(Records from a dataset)
————————

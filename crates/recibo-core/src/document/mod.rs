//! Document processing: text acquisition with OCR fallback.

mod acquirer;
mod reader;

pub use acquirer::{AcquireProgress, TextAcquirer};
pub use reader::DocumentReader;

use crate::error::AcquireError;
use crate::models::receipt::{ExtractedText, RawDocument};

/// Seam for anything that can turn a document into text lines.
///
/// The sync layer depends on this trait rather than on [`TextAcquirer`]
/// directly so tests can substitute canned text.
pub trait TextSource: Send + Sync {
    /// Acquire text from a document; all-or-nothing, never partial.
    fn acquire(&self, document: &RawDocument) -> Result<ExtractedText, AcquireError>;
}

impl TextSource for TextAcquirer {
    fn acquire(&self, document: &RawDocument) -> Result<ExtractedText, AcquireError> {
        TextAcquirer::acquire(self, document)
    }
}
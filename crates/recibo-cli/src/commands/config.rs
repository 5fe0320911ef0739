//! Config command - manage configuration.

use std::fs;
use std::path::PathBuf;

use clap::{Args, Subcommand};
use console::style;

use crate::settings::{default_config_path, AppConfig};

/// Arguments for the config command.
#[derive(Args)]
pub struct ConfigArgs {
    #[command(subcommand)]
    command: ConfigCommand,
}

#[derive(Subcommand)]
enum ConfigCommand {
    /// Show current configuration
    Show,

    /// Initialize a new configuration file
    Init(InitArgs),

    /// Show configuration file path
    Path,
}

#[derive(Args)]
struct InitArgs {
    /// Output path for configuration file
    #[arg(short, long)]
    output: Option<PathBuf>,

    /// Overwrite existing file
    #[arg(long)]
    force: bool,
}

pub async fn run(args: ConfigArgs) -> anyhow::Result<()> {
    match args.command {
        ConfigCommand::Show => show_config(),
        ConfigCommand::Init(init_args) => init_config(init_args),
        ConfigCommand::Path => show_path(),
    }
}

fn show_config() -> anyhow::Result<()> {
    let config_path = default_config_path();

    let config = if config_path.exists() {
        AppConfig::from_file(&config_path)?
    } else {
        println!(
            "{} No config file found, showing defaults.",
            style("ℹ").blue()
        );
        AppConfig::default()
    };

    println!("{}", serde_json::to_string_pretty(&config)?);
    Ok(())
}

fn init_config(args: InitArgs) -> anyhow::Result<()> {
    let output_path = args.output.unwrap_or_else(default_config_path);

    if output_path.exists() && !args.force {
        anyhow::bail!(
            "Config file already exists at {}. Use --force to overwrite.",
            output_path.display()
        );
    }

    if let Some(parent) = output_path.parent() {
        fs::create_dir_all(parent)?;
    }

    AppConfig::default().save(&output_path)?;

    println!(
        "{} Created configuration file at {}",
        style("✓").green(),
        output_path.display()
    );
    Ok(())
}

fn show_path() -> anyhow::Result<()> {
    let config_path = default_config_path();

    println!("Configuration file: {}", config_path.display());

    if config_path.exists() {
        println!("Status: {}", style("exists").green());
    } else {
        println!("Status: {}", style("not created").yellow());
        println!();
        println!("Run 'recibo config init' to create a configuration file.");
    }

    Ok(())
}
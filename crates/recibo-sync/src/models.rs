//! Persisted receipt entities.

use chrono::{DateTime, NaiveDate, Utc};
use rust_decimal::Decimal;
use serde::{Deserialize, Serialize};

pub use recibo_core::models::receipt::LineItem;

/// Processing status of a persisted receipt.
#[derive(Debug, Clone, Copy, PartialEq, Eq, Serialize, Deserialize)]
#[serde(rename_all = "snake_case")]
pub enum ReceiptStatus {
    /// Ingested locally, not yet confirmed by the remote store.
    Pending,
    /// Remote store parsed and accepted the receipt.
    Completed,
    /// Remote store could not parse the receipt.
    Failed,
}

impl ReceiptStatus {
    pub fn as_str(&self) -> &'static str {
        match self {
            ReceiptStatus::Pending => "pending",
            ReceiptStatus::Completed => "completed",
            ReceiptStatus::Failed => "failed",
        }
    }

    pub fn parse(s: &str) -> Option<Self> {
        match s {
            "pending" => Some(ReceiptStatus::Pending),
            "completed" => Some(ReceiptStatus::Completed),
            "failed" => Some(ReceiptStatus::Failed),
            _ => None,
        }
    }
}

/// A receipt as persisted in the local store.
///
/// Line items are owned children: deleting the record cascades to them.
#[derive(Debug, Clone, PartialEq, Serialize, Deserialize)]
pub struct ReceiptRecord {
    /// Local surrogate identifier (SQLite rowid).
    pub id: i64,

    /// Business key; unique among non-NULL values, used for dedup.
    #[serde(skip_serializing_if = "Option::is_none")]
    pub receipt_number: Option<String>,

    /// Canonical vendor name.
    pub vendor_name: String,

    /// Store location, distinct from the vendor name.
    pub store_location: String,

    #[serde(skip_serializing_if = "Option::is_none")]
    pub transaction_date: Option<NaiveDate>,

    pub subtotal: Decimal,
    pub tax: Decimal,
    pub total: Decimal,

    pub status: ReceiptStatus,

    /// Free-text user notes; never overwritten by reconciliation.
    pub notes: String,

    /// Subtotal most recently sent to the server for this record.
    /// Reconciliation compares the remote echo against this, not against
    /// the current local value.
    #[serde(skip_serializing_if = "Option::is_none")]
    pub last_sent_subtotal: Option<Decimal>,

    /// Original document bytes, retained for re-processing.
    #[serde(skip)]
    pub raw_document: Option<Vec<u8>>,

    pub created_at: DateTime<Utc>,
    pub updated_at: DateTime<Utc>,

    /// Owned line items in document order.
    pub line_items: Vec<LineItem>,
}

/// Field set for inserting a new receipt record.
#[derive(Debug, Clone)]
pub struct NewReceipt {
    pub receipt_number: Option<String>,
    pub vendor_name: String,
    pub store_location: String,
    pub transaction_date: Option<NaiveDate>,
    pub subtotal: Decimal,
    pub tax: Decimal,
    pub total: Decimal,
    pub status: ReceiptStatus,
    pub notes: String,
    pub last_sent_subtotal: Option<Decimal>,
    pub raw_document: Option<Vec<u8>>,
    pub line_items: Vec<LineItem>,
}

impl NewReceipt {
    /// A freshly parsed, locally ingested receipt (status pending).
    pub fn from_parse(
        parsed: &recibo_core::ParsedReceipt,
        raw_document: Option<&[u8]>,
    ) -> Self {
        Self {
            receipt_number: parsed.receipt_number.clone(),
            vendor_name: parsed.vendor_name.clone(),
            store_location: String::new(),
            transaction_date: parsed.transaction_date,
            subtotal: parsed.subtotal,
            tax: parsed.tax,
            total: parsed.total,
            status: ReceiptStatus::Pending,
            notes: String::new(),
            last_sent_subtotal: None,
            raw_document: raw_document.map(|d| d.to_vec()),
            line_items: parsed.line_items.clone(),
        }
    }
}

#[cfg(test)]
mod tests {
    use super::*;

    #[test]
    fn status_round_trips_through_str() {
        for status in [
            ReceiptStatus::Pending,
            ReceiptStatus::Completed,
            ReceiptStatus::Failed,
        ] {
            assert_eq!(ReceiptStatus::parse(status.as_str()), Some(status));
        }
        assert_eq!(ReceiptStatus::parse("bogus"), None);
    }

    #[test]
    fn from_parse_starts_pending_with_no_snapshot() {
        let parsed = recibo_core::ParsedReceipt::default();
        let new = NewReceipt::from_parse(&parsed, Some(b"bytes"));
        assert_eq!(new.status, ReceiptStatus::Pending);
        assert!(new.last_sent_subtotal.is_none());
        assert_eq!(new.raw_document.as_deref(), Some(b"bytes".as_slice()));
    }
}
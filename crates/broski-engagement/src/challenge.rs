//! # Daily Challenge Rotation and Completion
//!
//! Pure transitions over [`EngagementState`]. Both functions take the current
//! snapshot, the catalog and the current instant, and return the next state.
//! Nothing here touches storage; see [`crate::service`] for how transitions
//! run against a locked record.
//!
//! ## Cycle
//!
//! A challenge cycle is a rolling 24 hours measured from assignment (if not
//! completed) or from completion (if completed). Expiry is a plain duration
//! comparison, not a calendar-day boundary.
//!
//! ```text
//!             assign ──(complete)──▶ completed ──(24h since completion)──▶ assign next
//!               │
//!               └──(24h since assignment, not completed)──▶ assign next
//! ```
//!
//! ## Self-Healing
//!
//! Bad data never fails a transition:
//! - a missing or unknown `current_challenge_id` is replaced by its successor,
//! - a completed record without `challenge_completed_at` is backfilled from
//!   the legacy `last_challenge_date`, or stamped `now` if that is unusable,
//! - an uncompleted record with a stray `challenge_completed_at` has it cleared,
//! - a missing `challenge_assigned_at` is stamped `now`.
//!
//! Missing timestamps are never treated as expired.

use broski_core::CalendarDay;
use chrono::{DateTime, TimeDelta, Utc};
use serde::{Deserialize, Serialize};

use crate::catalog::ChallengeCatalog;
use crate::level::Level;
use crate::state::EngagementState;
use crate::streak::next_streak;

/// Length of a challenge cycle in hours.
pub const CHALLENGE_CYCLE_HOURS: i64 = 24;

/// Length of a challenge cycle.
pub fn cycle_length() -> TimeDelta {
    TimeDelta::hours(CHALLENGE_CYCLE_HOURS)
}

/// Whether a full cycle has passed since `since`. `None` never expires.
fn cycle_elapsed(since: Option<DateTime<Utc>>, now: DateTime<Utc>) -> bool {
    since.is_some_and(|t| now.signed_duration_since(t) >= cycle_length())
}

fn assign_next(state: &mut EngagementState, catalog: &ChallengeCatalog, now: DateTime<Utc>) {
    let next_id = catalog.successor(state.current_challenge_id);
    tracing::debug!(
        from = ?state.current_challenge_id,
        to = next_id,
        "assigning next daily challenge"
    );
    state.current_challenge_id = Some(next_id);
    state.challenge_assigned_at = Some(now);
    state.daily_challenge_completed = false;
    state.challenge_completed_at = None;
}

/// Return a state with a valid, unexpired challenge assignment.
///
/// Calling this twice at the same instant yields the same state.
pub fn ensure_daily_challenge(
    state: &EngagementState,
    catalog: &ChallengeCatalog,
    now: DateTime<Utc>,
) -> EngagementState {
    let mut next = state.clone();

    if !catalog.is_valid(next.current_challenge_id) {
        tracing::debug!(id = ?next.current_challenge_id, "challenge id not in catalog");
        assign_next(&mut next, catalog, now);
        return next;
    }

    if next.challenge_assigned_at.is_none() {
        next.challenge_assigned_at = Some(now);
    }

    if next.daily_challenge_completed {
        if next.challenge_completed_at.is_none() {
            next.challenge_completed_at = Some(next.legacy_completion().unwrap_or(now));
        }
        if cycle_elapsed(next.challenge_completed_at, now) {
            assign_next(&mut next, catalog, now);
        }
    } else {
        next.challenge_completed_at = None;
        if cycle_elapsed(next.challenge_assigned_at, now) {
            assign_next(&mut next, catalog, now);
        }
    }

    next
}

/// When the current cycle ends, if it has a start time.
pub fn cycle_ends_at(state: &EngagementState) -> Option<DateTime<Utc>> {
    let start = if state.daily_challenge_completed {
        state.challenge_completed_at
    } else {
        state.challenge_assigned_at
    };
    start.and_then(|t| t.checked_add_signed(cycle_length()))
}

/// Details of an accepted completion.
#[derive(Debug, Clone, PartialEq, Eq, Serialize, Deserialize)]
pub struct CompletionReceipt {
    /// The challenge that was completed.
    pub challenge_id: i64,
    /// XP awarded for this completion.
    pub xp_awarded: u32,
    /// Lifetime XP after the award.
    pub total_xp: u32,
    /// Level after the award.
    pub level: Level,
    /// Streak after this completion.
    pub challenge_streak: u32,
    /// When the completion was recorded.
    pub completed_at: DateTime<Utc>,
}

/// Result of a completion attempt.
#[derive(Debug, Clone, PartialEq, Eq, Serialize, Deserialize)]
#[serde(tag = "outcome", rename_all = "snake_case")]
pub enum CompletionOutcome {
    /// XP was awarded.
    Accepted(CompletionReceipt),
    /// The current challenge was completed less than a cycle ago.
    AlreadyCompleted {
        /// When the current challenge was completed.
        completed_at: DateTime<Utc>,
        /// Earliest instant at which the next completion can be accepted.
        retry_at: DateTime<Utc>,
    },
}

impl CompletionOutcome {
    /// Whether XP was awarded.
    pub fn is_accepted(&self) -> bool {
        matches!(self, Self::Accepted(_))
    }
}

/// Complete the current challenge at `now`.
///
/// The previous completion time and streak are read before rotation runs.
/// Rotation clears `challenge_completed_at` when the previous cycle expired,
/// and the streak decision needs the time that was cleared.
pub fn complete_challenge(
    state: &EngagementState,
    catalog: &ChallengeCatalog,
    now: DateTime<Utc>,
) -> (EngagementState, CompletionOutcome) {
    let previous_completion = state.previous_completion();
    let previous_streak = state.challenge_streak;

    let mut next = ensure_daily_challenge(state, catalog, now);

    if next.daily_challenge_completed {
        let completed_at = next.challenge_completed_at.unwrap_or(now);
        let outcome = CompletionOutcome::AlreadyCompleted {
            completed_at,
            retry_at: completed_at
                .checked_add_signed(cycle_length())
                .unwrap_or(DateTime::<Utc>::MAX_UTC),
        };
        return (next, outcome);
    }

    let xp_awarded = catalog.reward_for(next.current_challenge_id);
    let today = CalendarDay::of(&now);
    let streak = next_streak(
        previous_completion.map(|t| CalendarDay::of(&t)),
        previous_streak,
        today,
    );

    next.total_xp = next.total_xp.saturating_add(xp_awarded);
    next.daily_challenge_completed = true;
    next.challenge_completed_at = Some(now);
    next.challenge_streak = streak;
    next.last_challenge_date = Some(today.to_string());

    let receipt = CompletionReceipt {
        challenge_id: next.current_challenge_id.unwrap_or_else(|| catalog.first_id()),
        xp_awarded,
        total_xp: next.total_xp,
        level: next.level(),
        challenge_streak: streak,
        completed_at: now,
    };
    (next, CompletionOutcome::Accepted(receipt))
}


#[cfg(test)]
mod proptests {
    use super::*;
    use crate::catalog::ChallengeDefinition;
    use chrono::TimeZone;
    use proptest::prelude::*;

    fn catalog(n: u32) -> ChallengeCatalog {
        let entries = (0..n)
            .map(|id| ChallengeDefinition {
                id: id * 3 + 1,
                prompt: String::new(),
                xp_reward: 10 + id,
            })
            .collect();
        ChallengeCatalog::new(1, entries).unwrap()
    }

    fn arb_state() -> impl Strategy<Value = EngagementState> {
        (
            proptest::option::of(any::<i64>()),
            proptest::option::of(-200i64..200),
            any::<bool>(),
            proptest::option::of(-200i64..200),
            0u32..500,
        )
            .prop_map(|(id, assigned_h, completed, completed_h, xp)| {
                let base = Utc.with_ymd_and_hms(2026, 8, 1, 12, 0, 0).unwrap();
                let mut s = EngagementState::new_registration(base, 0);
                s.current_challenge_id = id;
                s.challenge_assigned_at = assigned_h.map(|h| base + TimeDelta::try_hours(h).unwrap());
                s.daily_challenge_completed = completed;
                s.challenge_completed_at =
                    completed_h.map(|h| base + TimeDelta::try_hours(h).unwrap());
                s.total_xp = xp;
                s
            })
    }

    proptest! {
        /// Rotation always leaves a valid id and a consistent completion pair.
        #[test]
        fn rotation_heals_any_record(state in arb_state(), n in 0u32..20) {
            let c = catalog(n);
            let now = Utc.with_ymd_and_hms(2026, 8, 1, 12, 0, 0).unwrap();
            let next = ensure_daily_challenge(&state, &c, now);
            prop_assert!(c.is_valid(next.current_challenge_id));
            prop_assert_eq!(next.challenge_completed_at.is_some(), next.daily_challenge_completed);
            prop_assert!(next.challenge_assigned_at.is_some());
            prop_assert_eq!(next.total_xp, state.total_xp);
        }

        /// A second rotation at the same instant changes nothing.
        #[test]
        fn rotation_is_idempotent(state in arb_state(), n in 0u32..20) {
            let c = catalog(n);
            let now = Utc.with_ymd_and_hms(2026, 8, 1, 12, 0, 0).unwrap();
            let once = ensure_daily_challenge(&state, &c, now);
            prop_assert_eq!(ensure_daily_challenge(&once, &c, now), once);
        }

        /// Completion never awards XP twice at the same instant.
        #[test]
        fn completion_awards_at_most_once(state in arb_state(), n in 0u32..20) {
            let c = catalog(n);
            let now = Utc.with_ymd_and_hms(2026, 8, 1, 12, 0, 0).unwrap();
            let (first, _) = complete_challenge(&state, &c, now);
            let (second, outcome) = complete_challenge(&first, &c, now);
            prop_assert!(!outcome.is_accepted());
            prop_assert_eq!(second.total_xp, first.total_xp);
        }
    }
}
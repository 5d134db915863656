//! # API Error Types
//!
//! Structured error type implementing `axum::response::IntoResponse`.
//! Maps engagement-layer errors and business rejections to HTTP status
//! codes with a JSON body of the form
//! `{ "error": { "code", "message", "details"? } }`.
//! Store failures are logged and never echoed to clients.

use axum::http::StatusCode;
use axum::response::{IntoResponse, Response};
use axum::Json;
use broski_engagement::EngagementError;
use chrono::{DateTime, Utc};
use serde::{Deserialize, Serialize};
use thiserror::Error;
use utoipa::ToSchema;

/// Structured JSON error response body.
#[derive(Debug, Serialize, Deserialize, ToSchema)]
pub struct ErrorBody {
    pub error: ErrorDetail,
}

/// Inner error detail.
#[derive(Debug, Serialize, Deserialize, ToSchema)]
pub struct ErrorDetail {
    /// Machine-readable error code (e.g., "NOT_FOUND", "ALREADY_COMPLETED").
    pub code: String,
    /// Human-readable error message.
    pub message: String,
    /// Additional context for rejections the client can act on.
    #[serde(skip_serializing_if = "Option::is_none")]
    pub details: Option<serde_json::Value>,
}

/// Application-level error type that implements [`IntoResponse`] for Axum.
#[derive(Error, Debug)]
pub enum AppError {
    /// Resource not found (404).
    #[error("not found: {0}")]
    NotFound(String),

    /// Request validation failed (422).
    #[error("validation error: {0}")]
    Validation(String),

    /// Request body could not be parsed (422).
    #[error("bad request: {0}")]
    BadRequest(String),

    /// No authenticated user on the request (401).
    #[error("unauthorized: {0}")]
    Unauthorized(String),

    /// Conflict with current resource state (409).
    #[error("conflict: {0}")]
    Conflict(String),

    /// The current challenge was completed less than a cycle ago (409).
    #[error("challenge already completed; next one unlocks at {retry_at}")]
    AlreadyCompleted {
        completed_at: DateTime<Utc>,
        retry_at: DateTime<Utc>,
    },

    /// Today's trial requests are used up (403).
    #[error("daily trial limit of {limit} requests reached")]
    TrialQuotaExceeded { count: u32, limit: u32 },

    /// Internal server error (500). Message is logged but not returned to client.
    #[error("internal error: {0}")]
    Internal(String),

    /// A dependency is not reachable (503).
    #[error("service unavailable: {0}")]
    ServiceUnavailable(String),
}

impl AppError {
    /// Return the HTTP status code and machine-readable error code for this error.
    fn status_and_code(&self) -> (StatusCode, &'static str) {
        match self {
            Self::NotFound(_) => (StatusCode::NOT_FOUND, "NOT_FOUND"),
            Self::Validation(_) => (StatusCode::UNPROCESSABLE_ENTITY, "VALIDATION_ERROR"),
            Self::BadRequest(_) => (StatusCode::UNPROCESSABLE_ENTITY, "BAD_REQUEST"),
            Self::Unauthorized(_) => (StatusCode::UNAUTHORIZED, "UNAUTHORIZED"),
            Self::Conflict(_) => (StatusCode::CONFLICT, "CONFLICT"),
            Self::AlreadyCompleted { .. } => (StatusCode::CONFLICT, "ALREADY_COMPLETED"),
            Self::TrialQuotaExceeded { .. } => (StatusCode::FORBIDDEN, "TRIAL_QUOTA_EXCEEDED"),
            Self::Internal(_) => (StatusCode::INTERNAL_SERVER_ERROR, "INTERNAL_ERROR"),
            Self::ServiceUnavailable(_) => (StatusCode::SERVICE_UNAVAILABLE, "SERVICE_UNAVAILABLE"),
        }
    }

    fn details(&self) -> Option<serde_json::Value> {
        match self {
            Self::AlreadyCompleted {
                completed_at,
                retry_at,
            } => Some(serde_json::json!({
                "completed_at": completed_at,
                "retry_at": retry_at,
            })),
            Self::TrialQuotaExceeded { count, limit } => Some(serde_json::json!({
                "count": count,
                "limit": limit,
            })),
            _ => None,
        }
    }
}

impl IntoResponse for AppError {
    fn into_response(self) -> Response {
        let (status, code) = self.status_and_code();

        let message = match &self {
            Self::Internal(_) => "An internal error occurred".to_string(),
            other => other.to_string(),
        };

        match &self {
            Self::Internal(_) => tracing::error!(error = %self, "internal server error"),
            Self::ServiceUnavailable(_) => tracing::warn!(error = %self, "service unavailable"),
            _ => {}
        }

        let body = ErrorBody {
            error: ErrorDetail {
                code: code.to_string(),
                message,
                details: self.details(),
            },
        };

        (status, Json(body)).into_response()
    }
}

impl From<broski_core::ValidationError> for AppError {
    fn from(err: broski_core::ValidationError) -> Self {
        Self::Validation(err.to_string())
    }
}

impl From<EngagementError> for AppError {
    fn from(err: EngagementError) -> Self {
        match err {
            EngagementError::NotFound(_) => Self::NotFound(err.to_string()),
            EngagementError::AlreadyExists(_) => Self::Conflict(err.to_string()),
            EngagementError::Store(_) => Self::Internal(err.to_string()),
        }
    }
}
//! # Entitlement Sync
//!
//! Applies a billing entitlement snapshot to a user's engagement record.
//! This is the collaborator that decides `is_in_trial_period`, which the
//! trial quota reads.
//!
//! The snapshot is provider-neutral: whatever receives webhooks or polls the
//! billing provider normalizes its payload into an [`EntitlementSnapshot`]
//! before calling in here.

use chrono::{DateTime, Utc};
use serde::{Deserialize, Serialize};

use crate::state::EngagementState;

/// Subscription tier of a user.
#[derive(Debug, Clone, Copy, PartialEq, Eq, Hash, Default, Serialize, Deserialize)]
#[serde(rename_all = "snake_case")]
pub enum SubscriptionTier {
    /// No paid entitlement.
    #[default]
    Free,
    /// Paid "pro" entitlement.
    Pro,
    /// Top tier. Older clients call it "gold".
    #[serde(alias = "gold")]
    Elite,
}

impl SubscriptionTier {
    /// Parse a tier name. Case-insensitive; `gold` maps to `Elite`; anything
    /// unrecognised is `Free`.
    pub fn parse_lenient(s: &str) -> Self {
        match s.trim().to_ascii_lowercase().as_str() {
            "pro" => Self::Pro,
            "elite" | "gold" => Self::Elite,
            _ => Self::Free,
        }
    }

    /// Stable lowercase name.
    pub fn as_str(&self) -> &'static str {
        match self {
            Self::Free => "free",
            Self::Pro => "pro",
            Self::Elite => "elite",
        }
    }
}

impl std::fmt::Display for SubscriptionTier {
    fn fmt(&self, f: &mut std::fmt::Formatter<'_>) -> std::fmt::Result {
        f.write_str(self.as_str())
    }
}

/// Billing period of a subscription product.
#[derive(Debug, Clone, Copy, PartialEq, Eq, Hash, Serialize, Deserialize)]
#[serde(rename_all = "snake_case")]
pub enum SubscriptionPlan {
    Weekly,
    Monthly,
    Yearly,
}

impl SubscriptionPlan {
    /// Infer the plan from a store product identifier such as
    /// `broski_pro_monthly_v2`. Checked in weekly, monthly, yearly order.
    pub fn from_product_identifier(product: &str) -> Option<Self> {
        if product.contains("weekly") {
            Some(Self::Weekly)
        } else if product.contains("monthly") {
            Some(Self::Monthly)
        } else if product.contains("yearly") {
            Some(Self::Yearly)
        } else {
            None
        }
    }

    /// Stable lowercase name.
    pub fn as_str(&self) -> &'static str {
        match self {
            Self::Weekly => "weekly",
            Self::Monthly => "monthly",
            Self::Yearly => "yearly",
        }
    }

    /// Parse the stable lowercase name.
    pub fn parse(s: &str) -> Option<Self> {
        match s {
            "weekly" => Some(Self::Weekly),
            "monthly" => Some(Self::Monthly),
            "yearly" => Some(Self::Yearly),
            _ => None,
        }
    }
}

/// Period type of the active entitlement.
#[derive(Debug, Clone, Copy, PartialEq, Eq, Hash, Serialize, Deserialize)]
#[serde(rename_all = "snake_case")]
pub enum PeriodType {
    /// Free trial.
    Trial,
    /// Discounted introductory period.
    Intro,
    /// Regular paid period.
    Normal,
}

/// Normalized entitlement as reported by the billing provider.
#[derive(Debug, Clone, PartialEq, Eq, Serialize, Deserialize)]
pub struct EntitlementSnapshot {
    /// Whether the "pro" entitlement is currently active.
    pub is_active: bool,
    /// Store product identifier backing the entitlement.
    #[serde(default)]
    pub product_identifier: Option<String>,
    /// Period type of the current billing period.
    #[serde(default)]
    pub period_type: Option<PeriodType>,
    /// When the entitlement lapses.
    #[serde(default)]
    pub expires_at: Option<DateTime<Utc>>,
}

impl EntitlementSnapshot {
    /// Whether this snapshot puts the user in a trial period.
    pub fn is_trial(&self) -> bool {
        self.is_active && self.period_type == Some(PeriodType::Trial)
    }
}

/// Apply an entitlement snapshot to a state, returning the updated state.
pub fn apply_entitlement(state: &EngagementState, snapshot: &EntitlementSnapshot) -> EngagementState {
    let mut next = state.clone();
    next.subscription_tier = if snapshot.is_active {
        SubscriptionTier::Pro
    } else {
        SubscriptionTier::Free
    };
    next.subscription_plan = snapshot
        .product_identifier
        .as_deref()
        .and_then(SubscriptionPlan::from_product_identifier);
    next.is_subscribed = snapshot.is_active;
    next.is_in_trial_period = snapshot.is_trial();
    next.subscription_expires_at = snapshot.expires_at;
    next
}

————————

◆ Assignment: State the number of lines in the entries above that contain the word "user", and nothing more.

◆ Solution to the problem: 5